Can we call Noise xhurxh a community project? I think so. But something like this is made more possible by having regular, welcoming, and dependable access to a space – that space is Elevator ARI. The venue/gallery has been functioning for a number of years now. It was drowned in a massive deluge several years ago but has been reactivated with funding, enabling the installation of measures to enhance its flood resilience as protection into the future. Surely, this provides security and stability of space for the community who utilise it. I hope it is unlikely, with that sort of civic investment, that the doors are going to shut any time soon, at least by political administrative means, places like this are essential.

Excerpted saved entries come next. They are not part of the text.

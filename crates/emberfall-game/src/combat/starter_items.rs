//! Opening loadout
//!
//! Every new character starts with a blade and one healing potion.

use super::item::Item;

/// Bonus granted by the starter sword
pub const STARTER_SWORD_BONUS: u32 = 5;
/// Health restored by the starter potion
pub const STARTER_POTION_HEAL: u32 = 30;

/// Create the items a fresh character begins with
pub fn starter_items() -> Vec<Item> {
    vec![
        Item::equipment("Steel Sword", "A sharp steel blade", STARTER_SWORD_BONUS),
        Item::consumable("Healing Potion", "Restores health", STARTER_POTION_HEAL),
    ]
}
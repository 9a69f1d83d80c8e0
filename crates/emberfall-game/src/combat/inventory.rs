//! Inventory container
//!
//! An ordered list of items. Names are not required to be unique; lookups
//! always resolve to the first match.

use emberfall_core::record;
use emberfall_core::FormatError;
use serde::{Deserialize, Serialize};

use super::item::{Item, ItemCategory};
use crate::error::GameError;

/// Player inventory container
#[derive(Debug, Clone, Default, PartialEq, Eq, Serialize, Deserialize)]
pub struct Inventory {
    items: Vec<Item>,
}

impl Inventory {
    /// Create a new empty inventory
    pub fn new() -> Self {
        Self::default()
    }

    /// Append an item. Always succeeds.
    pub fn add(&mut self, item: Item) {
        self.items.push(item);
    }

    /// Remove and return the first item named `name`
    pub fn remove(&mut self, name: &str) -> Result<Item, GameError> {
        let index = self
            .position(name)
            .ok_or_else(|| GameError::NotFound(name.to_string()))?;
        Ok(self.items.remove(index))
    }

    /// Get the first item named `name`
    pub fn find(&self, name: &str) -> Option<&Item> {
        self.items.iter().find(|item| item.name == name)
    }

    fn position(&self, name: &str) -> Option<usize> {
        self.items.iter().position(|item| item.name == name)
    }

    /// Number of items held
    pub fn len(&self) -> usize {
        self.items.len()
    }

    /// Whether the inventory has no items
    pub fn is_empty(&self) -> bool {
        self.items.is_empty()
    }

    /// Iterate over items in insertion order
    pub fn iter(&self) -> impl Iterator<Item = &Item> {
        self.items.iter()
    }

    /// Get items filtered by category, with their positions
    pub fn items_of_kind(&self, category: ItemCategory) -> Vec<(usize, &Item)> {
        self.items
            .iter()
            .enumerate()
            .filter(|(_, item)| item.category() == category)
            .collect()
    }

    /// One record per line, in insertion order
    pub fn serialize(&self) -> String {
        let mut text = String::new();
        for item in &self.items {
            text.push_str(&item.to_record());
            text.push('\n');
        }
        text
    }

    /// Parse an inventory file.
    ///
    /// Lines without a recognized kind prefix are skipped. A line with a
    /// known kind but broken fields fails the whole parse.
    pub fn parse(text: &str) -> Result<Self, FormatError> {
        let mut items = Vec::new();
        for (line_no, line) in text.lines().enumerate() {
            let known = record::record_kind(line)
                .and_then(ItemCategory::from_token)
                .is_some();
            if !known {
                tracing::debug!("Skipping inventory line {}: {:?}", line_no + 1, line);
                continue;
            }
            items.push(Item::from_record(line)?);
        }
        Ok(Self { items })
    }

    /// Replace the contents with a parsed inventory file.
    ///
    /// On error the current contents are left untouched.
    pub fn deserialize(&mut self, text: &str) -> Result<(), FormatError> {
        *self = Self::parse(text)?;
        Ok(())
    }
}

impl FromIterator<Item> for Inventory {
    fn from_iter<I: IntoIterator<Item = Item>>(iter: I) -> Self {
        Self {
            items: iter.into_iter().collect(),
        }
    }
}

#[cfg(test)]
mod tests {
    use super::*;

    fn make_sword() -> Item {
        Item::equipment("Steel Sword", "A sharp steel blade", 5)
    }

    fn make_potion(heal: u32) -> Item {
        Item::consumable("Healing Potion", "Restores health", heal)
    }

    #[test]
    fn test_add_and_find() {
        let mut inv = Inventory::new();
        assert!(inv.is_empty());

        inv.add(make_sword());
        inv.add(make_potion(30));

        assert_eq!(inv.len(), 2);
        assert_eq!(inv.find("Steel Sword"), Some(&make_sword()));
        assert!(inv.find("Shield").is_none());
        // find does not remove
        assert_eq!(inv.len(), 2);
    }

    #[test]
    fn test_find_returns_first_match() {
        let mut inv = Inventory::new();
        inv.add(make_potion(10));
        inv.add(make_potion(50));

        assert_eq!(inv.find("Healing Potion"), Some(&make_potion(10)));

        let removed = inv.remove("Healing Potion").unwrap();
        assert_eq!(removed, make_potion(10));
        assert_eq!(inv.find("Healing Potion"), Some(&make_potion(50)));
    }

    #[test]
    fn test_remove_missing() {
        let mut inv = Inventory::new();
        inv.add(make_sword());

        let err = inv.remove("Healing Potion").unwrap_err();
        assert!(matches!(err, GameError::NotFound(ref name) if name == "Healing Potion"));
        assert_eq!(inv.len(), 1);
    }

    #[test]
    fn test_items_of_kind() {
        let inv: Inventory = vec![make_potion(10), make_sword(), make_potion(20)]
            .into_iter()
            .collect();

        let potions = inv.items_of_kind(ItemCategory::Consumable);
        assert_eq!(potions.len(), 2);
        assert_eq!(potions[0].0, 0);
        assert_eq!(potions[1].0, 2);

        let gear = inv.items_of_kind(ItemCategory::Equipment);
        assert_eq!(gear.len(), 1);
        assert_eq!(gear[0].1.name, "Steel Sword");
    }

    #[test]
    fn test_serialize_format() {
        let inv: Inventory = vec![make_sword(), make_potion(30)].into_iter().collect();
        assert_eq!(
            inv.serialize(),
            "Equipment,Steel Sword,A sharp steel blade,5\nConsumable,Healing Potion,Restores health,30\n"
        );
        assert_eq!(Inventory::new().serialize(), "");
    }

    #[test]
    fn test_serialize_parse_round_trip() {
        let inv: Inventory = vec![make_sword(), make_potion(30), make_potion(30)]
            .into_iter()
            .collect();
        assert_eq!(Inventory::parse(&inv.serialize()).unwrap(), inv);
    }

    #[test]
    fn test_parse_skips_unknown_lines() {
        let text = "Equipment,Steel Sword,A sharp steel blade,5\n\
                    \n\
                    just some text\n\
                    Trinket,Ring,Shiny,1\n\
                    Consumable,Healing Potion,Restores health,30\n";
        let inv = Inventory::parse(text).unwrap();

        assert_eq!(inv.len(), 2);
        assert_eq!(inv.find("Steel Sword"), Some(&make_sword()));
        assert_eq!(inv.find("Healing Potion"), Some(&make_potion(30)));
    }

    #[test]
    fn test_deserialize_resets_contents() {
        let mut inv: Inventory = vec![make_sword()].into_iter().collect();
        inv.deserialize("Consumable,Healing Potion,Restores health,30\n")
            .unwrap();

        assert_eq!(inv.len(), 1);
        assert!(inv.find("Steel Sword").is_none());
    }

    #[test]
    fn test_deserialize_failure_keeps_contents() {
        let mut inv: Inventory = vec![make_sword()].into_iter().collect();
        let result = inv.deserialize("Consumable,Healing Potion,Restores health,lots\n");

        assert!(matches!(result, Err(FormatError::InvalidNumber { .. })));
        assert_eq!(inv.len(), 1);
        assert!(inv.find("Steel Sword").is_some());
    }
}
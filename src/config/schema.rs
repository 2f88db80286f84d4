//! Configuration schema definitions.
//!
//! This module contains the struct definitions that map to
//! the YAML configuration file format.

use serde::{Deserialize, Serialize};
use std::collections::BTreeMap;

use crate::dependency::{DEFAULT_MAX_DEPTH, DEFAULT_POLL_ATTEMPTS};

/// Root configuration structure for `.prereq/config.yml`.
#[derive(Debug, Clone, Default, Serialize, Deserialize)]
#[serde(default)]
pub struct PrereqConfig {
    /// Global settings
    pub settings: Settings,

    /// Custom dependency definitions, keyed by id
    #[serde(default, skip_serializing_if = "BTreeMap::is_empty")]
    pub dependencies: BTreeMap<String, DependencyConfig>,
}

/// Engine and output settings.
#[derive(Debug, Clone, PartialEq, Eq, Serialize, Deserialize)]
#[serde(default)]
pub struct Settings {
    /// Seconds to wait between post-install checks
    pub poll_interval_secs: u64,

    /// Post-install checks before giving up
    pub poll_attempts: u32,

    /// Deepest prerequisite nesting allowed
    pub max_depth: usize,

    /// Default output mode: verbose, normal, quiet
    pub default_output: OutputMode,
}

impl Default for Settings {
    fn default() -> Self {
        Self {
            poll_interval_secs: 1,
            poll_attempts: DEFAULT_POLL_ATTEMPTS,
            max_depth: DEFAULT_MAX_DEPTH,
            default_output: OutputMode::Normal,
        }
    }
}

/// Output mode options.
#[derive(Debug, Clone, Copy, Default, PartialEq, Eq, Serialize, Deserialize)]
#[serde(rename_all = "lowercase")]
pub enum OutputMode {
    Verbose,
    #[default]
    Normal,
    Quiet,
}

/// A dependency declared in config.
#[derive(Debug, Clone, Default, PartialEq, Eq, Serialize, Deserialize)]
pub struct DependencyConfig {
    /// Display name (defaults to the id)
    #[serde(default, skip_serializing_if = "Option::is_none")]
    pub name: Option<String>,

    /// Command whose non-empty output signals presence
    pub check: String,

    /// Pattern the check output must match
    #[serde(default, skip_serializing_if = "Option::is_none")]
    pub validate: Option<String>,

    /// Ids of dependencies to install first
    #[serde(default, skip_serializing_if = "Vec::is_empty")]
    pub requires: Vec<String>,

    /// Shell commands run in order to install
    #[serde(default, skip_serializing_if = "Vec::is_empty")]
    pub install: Vec<String>,

    /// Shell commands run in order to uninstall
    #[serde(default, skip_serializing_if = "Vec::is_empty")]
    pub uninstall: Vec<String>,
}
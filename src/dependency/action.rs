//! Install and uninstall steps.

use crate::error::Result;
use crate::shell::ShellRunner;
use std::fmt;
use std::sync::Arc;

/// Shared closure behind a function action.
pub type ActionFn = Arc<dyn Fn() -> Result<()> + Send + Sync>;

/// One step of an install or uninstall sequence.
///
/// Actions are cheap to clone so a [`Dependency`](super::Dependency) can own
/// full copies of its prerequisites.
#[derive(Clone)]
pub enum Action {
    /// Run an arbitrary fallible closure.
    Function(ActionFn),

    /// Run a shell command attached to the terminal.
    Shell(String),
}

impl Action {
    /// Create a function action.
    pub fn function<F>(f: F) -> Self
    where
        F: Fn() -> Result<()> + Send + Sync + 'static,
    {
        Action::Function(Arc::new(f))
    }

    /// Create a shell-command action.
    pub fn shell(command: impl Into<String>) -> Self {
        Action::Shell(command.into())
    }

    /// Run the action.
    ///
    /// Shell actions go through [`ShellRunner::run_interactive`], so their
    /// output reaches the terminal directly and only success or failure
    /// comes back.
    pub fn run(&self, shell: &dyn ShellRunner) -> Result<()> {
        match self {
            Action::Function(f) => f(),
            Action::Shell(command) => shell.run_interactive(command),
        }
    }

    /// Short human-readable description for listings.
    pub fn describe(&self) -> &str {
        match self {
            Action::Function(_) => "<function>",
            Action::Shell(command) => command,
        }
    }
}

impl fmt::Debug for Action {
    fn fmt(&self, f: &mut fmt::Formatter<'_>) -> fmt::Result {
        match self {
            Action::Function(_) => f.write_str("Function(..)"),
            Action::Shell(command) => f.debug_tuple("Shell").field(command).finish(),
        }
    }
}

#[cfg(test)]
mod tests {
    use super::*;
    use crate::error::PrereqError;
    use crate::shell::mock::ScriptedShell;
    use std::sync::atomic::{AtomicUsize, Ordering};

    #[test]
    fn function_action_runs_closure() {
        let calls = Arc::new(AtomicUsize::new(0));
        let counter = Arc::clone(&calls);
        let action = Action::function(move || {
            counter.fetch_add(1, Ordering::SeqCst);
            Ok(())
        });
        let shell = ScriptedShell::new();

        action.run(&shell).unwrap();
        action.run(&shell).unwrap();

        assert_eq!(calls.load(Ordering::SeqCst), 2);
        assert!(shell.interactive_commands().is_empty());
    }

    #[test]
    fn function_action_propagates_error() {
        let action = Action::function(|| {
            Err(PrereqError::ActionFailed {
                message: "disk full".into(),
            })
        });
        let err = action.run(&ScriptedShell::new()).unwrap_err();
        assert!(err.to_string().contains("disk full"));
    }

    #[test]
    fn shell_action_delegates_to_interactive_runner() {
        let shell = ScriptedShell::new();
        Action::shell("brew install git").run(&shell).unwrap();
        assert_eq!(shell.interactive_commands(), vec!["brew install git"]);
        assert_eq!(shell.capture_count("brew install git"), 0);
    }

    #[test]
    fn shell_action_failure_is_command_failed() {
        let shell = ScriptedShell::new();
        shell.fail_interactive("brew install --cask docker", 1);
        let err = Action::shell("brew install --cask docker")
            .run(&shell)
            .unwrap_err();
        assert!(matches!(
            err,
            PrereqError::CommandFailed { code: Some(1), .. }
        ));
    }

    #[test]
    fn clones_share_the_closure() {
        let calls = Arc::new(AtomicUsize::new(0));
        let counter = Arc::clone(&calls);
        let action = Action::function(move || {
            counter.fetch_add(1, Ordering::SeqCst);
            Ok(())
        });
        let copy = action.clone();
        let shell = ScriptedShell::new();

        action.run(&shell).unwrap();
        copy.run(&shell).unwrap();

        assert_eq!(calls.load(Ordering::SeqCst), 2);
    }

    #[test]
    fn describe_and_debug() {
        let shell = Action::shell("which brew");
        assert_eq!(shell.describe(), "which brew");
        assert_eq!(format!("{:?}", shell), "Shell(\"which brew\")");
        let func = Action::function(|| Ok(()));
        assert_eq!(func.describe(), "<function>");
        assert_eq!(format!("{:?}", func), "Function(..)");
    }
}
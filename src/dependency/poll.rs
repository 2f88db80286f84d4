//! Clock used by post-install convergence polling.
//!
//! Polling sleeps through [`Clock`] so tests can swap in [`RecordingClock`]
//! and run instantly.

use std::cell::RefCell;
use std::time::Duration;

/// Default pause between post-install checks.
pub const DEFAULT_POLL_INTERVAL: Duration = Duration::from_secs(1);

/// Default number of post-install checks before giving up.
pub const DEFAULT_POLL_ATTEMPTS: u32 = 61;

/// Source of blocking sleeps.
pub trait Clock {
    /// Block the current thread for `duration`.
    fn sleep(&self, duration: Duration);
}

/// Clock backed by [`std::thread::sleep`].
#[derive(Debug, Clone, Copy, Default)]
pub struct SystemClock;

impl Clock for SystemClock {
    fn sleep(&self, duration: Duration) {
        std::thread::sleep(duration);
    }
}

/// Clock that records requested sleeps and returns immediately.
#[derive(Debug, Default)]
pub struct RecordingClock {
    sleeps: RefCell<Vec<Duration>>,
}

impl RecordingClock {
    /// Create a clock with no recorded sleeps.
    pub fn new() -> Self {
        Self::default()
    }

    /// Every sleep requested so far.
    pub fn sleeps(&self) -> Vec<Duration> {
        self.sleeps.borrow().clone()
    }

    /// Sum of all requested sleeps.
    pub fn elapsed(&self) -> Duration {
        self.sleeps.borrow().iter().sum()
    }
}

impl Clock for RecordingClock {
    fn sleep(&self, duration: Duration) {
        self.sleeps.borrow_mut().push(duration);
    }
}
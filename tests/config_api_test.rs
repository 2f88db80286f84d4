//! Integration tests for config module public API.

use prereq::config::{
    load_config, load_merged_config, validate, validate_config, DependencyConfig, OutputMode,
    PrereqConfig,
};
use prereq::dependency::LifecycleSettings;
use std::fs;
use std::time::Duration;
use tempfile::TempDir;

#[test]
fn public_api_is_accessible() {
    let _config = PrereqConfig::default();
    let _dep = DependencyConfig::default();
    let _mode = OutputMode::Verbose;
}

#[test]
fn full_config_workflow() {
    let temp = TempDir::new().unwrap();
    let config_dir = temp.path().join(".prereq");
    fs::create_dir_all(&config_dir).unwrap();
    fs::write(
        config_dir.join("config.yml"),
        r#"
settings:
  poll_interval_secs: 2
  poll_attempts: 10
dependencies:
  node:
    check: node --version
    validate: "^v\\d+"
    requires: [homebrew]
    install: [brew install node]
"#,
    )
    .unwrap();

    let config = load_merged_config(temp.path()).unwrap();
    validate(&config).unwrap();

    let settings = LifecycleSettings::from(&config.settings);
    assert_eq!(settings.poll_interval, Duration::from_secs(2));
    assert_eq!(settings.poll_attempts, 10);
    assert_eq!(settings.max_depth, 16);
}

#[test]
fn validation_collects_every_problem() {
    let temp = TempDir::new().unwrap();
    let path = temp.path().join("bad.yml");
    fs::write(
        &path,
        r#"
settings:
  max_depth: 0
dependencies:
  broken:
    check: ""
    validate: "[unclosed"
    requires: [ghost]
"#,
    )
    .unwrap();

    let config = load_config(temp.path(), Some(path.as_path())).unwrap();
    let errors = validate_config(&config);

    let rules: Vec<_> = errors.iter().map(|e| e.rule.as_str()).collect();
    assert_eq!(
        rules,
        vec!["max-depth", "missing-check", "invalid-pattern", "unknown-dependency"]
    );
    assert!(validate(&config).is_err());
}
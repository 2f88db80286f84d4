//! prereq - Check, install and uninstall development dependencies.
//!
//! A dependency is a named tool with a shell check command, an optional
//! pattern its output must match, prerequisites, and ordered install and
//! uninstall scripts. Installing walks prerequisites first, runs the
//! scripts, then polls the check until the tool shows up.
//!
//! # Modules
//!
//! - [`cli`] - Command-line interface and argument parsing
//! - [`config`] - Configuration loading, parsing, and validation
//! - [`dependency`] - Dependency model, lifecycle operations and registry
//! - [`error`] - Error types and result aliases
//! - [`shell`] - Shell command execution
//! - [`ui`] - Terminal output and status lines
//!
//! # Example
//!
//! ```
//! use prereq::dependency::DependencyRegistry;
//!
//! let registry = DependencyRegistry::new();
//! let docker = registry.resolve("docker").unwrap();
//!
//! assert_eq!(docker.prerequisites[0].name, "Homebrew");
//! assert!(docker.can_install());
//! ```

pub mod cli;
pub mod config;
pub mod dependency;
pub mod error;
pub mod shell;
pub mod ui;

pub use error::{PrereqError, Result};
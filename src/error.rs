//! Error types for prereq operations.
//!
//! This module defines [`PrereqError`], the primary error type used throughout
//! the crate, and a [`Result`] type alias for convenience.
//!
//! # Error Handling Strategy
//!
//! - Use `PrereqError` for lifecycle failures that callers need to tell apart
//! - Use `anyhow::Error` (via `PrereqError::Other`) for unexpected errors
//! - A check output that fails validation is not an error; it is a negative
//!   presence result

use std::path::PathBuf;
use thiserror::Error;

/// Core error type for prereq operations.
#[derive(Debug, Error)]
pub enum PrereqError {
    /// The check command failed for a reason other than the "not found" exit code.
    #[error("Check for '{dependency}' failed ({command}): {message}")]
    CheckFailed {
        dependency: String,
        command: String,
        code: Option<i32>,
        message: String,
    },

    /// Install was requested for a dependency without install scripts.
    #[error("{name} cannot be installed (no install scripts)")]
    NoInstallScripts { name: String },

    /// Uninstall was requested for a dependency without uninstall scripts.
    #[error("{name} cannot be uninstalled (no uninstall scripts)")]
    NoUninstallScripts { name: String },

    /// Shell command failed.
    #[error("Command failed with exit code {code:?}: {command}")]
    CommandFailed { command: String, code: Option<i32> },

    /// A function action reported failure.
    #[error("Action failed: {message}")]
    ActionFailed { message: String },

    /// Post-install polling never saw the dependency as present.
    #[error("Installation check for '{name}' did not pass after {attempts} attempts: timeout")]
    ConvergenceTimeout { name: String, attempts: u32 },

    /// Prerequisite nesting went deeper than allowed.
    #[error("Prerequisites of '{name}' nest deeper than {max_depth} levels")]
    DepthExceeded { name: String, max_depth: usize },

    /// No dependency is registered under this id.
    #[error("Unknown dependency: {name}")]
    UnknownDependency { name: String },

    /// Configuration file not found at expected location.
    #[error("Configuration not found: {path}")]
    ConfigNotFound { path: PathBuf },

    /// Failed to parse configuration file.
    #[error("Failed to parse config at {path}: {message}")]
    ConfigParseError { path: PathBuf, message: String },

    /// Invalid configuration structure or values.
    #[error("Invalid configuration: {message}")]
    ConfigValidationError { message: String },

    /// IO error wrapper.
    #[error("IO error: {0}")]
    Io(#[from] std::io::Error),

    /// Generic wrapped error for anyhow interop.
    #[error(transparent)]
    Other(#[from] anyhow::Error),
}

/// Result type alias for prereq operations.
pub type Result<T> = std::result::Result<T, PrereqError>;
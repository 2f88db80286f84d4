//! Shell completions generation.
//!
//! The `prereq completions` command generates shell completion scripts.

use crate::cli::args::{Cli, CompletionsArgs};
use crate::ui::UserInterface;
use clap::CommandFactory;
use clap_complete::Shell;
use std::io::Write;

use super::dispatcher::{Command, CommandResult};

/// The completions command implementation.
pub struct CompletionsCommand {
    args: CompletionsArgs,
}

impl CompletionsCommand {
    /// Create a new completions command.
    pub fn new(args: CompletionsArgs) -> Self {
        Self { args }
    }
}

/// Write the completion script for `shell` to `out`.
pub fn write_completions(shell: Shell, out: &mut dyn Write) {
    let mut cmd = Cli::command();
    clap_complete::generate(shell, &mut cmd, "prereq", out);
}

impl Command for CompletionsCommand {
    fn execute(&self, _ui: &mut dyn UserInterface) -> crate::error::Result<CommandResult> {
        write_completions(self.args.shell, &mut std::io::stdout());
        Ok(CommandResult::success())
    }
}

#[cfg(test)]
mod tests {
    use super::*;

    fn completions_for(shell: Shell) -> String {
        let mut buf = Vec::new();
        write_completions(shell, &mut buf);
        String::from_utf8(buf).unwrap()
    }

    #[test]
    fn generates_bash_completions() {
        let output = completions_for(Shell::Bash);
        assert!(output.contains("prereq"));
        assert!(output.contains("complete"));
        assert!(output.contains("uninstall"));
    }

    #[test]
    fn generates_zsh_completions() {
        assert!(completions_for(Shell::Zsh).contains("prereq"));
    }

    #[test]
    fn generates_fish_completions() {
        assert!(completions_for(Shell::Fish).contains("prereq"));
    }
}
//! prereq CLI entry point.

use std::path::PathBuf;
use std::process::ExitCode;

use clap::Parser;
use prereq::cli::{Cli, CommandDispatcher};
use prereq::config::find_project_root;
use prereq::ui::{OutputMode, TerminalUI, UserInterface};
use tracing_subscriber::{fmt, prelude::*, EnvFilter};

/// Initialize the tracing subscriber for logging.
///
/// Log level is controlled by:
/// 1. `--debug` flag sets level to DEBUG
/// 2. `RUST_LOG` environment variable (if set)
/// 3. Default is INFO
fn init_tracing(debug: bool) {
    let filter = if debug {
        EnvFilter::new("prereq=debug")
    } else {
        EnvFilter::try_from_default_env().unwrap_or_else(|_| EnvFilter::new("prereq=info"))
    };

    tracing_subscriber::registry()
        .with(fmt::layer().with_target(false).with_writer(std::io::stderr))
        .with(filter)
        .init();
}

fn main() -> ExitCode {
    let cli = Cli::parse();
    init_tracing(cli.debug);

    tracing::debug!("prereq starting with args: {:?}", cli);

    let output_mode = if cli.quiet {
        OutputMode::Quiet
    } else if cli.verbose {
        OutputMode::Verbose
    } else {
        OutputMode::Normal
    };

    if cli.no_color {
        std::env::set_var("NO_COLOR", "1");
    }

    // Explicit --project wins; otherwise walk up to the nearest .prereq or .git
    let project_root = cli.project.clone().unwrap_or_else(|| {
        let cwd = std::env::current_dir().unwrap_or_else(|_| PathBuf::from("."));
        find_project_root(&cwd).unwrap_or(cwd)
    });

    let mut ui = TerminalUI::new(output_mode);

    let dispatcher =
        CommandDispatcher::new(project_root).with_config_override(cli.config.clone());

    match dispatcher.dispatch(&cli, &mut ui) {
        Ok(result) => ExitCode::from(result.exit_code as u8),
        Err(e) => {
            ui.error(&format!("Error: {}", e));
            ExitCode::from(1)
        }
    }
}
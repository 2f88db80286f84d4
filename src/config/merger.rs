//! Layered merge of YAML configuration values.
//!
//! # Merge Rules
//!
//! - Mappings merge recursively, so a local file can change one field of a
//!   dependency declared in the project file
//! - Sequences (install scripts, requires) are replaced as a whole
//! - A null in the overlay removes the key, e.g. `dependencies: { node: ~ }`
//! - Scalars in the overlay replace scalars in the base

use serde_yaml::Value;

/// Deep merge `overlay` onto `base`, returning a new value.
pub fn deep_merge(base: &Value, overlay: &Value) -> Value {
    match (base, overlay) {
        (Value::Mapping(base_map), Value::Mapping(overlay_map)) => {
            let mut result = base_map.clone();

            for (key, overlay_value) in overlay_map {
                if overlay_value.is_null() {
                    result.remove(key);
                } else if let Some(base_value) = base_map.get(key) {
                    result.insert(key.clone(), deep_merge(base_value, overlay_value));
                } else {
                    result.insert(key.clone(), overlay_value.clone());
                }
            }

            Value::Mapping(result)
        }

        (_, overlay) => overlay.clone(),
    }
}

/// Merge configs in order; later entries take precedence.
pub fn merge_configs(configs: &[Value]) -> Value {
    configs
        .iter()
        .fold(Value::Mapping(Default::default()), |acc, config| {
            deep_merge(&acc, config)
        })
}
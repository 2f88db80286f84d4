//! Platform environment detection.

/// Check if running in a CI environment.
///
/// CI runners have no TTY, so commands there run without `-i`.
pub fn is_ci() -> bool {
    const CI_VARS: [&str; 6] = [
        "CI",
        "GITHUB_ACTIONS",
        "GITLAB_CI",
        "CIRCLECI",
        "TRAVIS",
        "JENKINS_URL",
    ];
    CI_VARS.iter().any(|var| std::env::var(var).is_ok())
}

#[cfg(test)]
mod tests {
    use super::*;

    #[test]
    fn is_ci_detects_environment() {
        let saved = std::env::var("GITLAB_CI").ok();
        std::env::set_var("GITLAB_CI", "true");

        let detected = is_ci();

        match saved {
            Some(val) => std::env::set_var("GITLAB_CI", val),
            None => std::env::remove_var("GITLAB_CI"),
        }
        assert!(detected);
    }
}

After the show I camp out in a studio/shed, I have a short sleep. I am introduced to a digesting, and wild, carpet python living, currently, in the overhead beams of the shed. I’m told it’s safe. I don’t think I’m worried, I’ve just never spent a night with one. I later discover that the main impediment to sleep is a crowd of hungry mosquito, but eventually it must become too cold and they disperse. I sleep four hours and then catch a the early Thursday morning shuttle-bus back to Brisbane.

I’m transported away, the city still holding tight the cloak of invisibility, this time it’s a tangled shawl of fog, cloud, and dawn. 

— — — 

Photo by Ben Shannon

I return to the city to present an ‘Introduction to vegetable.machine.animal’ to PhD. students at the Queensland Conservatory mid-afternoon. I follow on after a fascinating presentation from Sami performer, Hilda Landsman. At times, concepts from my work mingle alongside ideas she discussed, yet at other moments in the discussion, I point out that I think my work is aimed more at ‘western’ cultural perspectives – in that I mean that there are many examples of Indigenous cultures who have expressions of human life inextricably intertwined with the non-human. I reflect on my personal cultural background – that concept has been a void.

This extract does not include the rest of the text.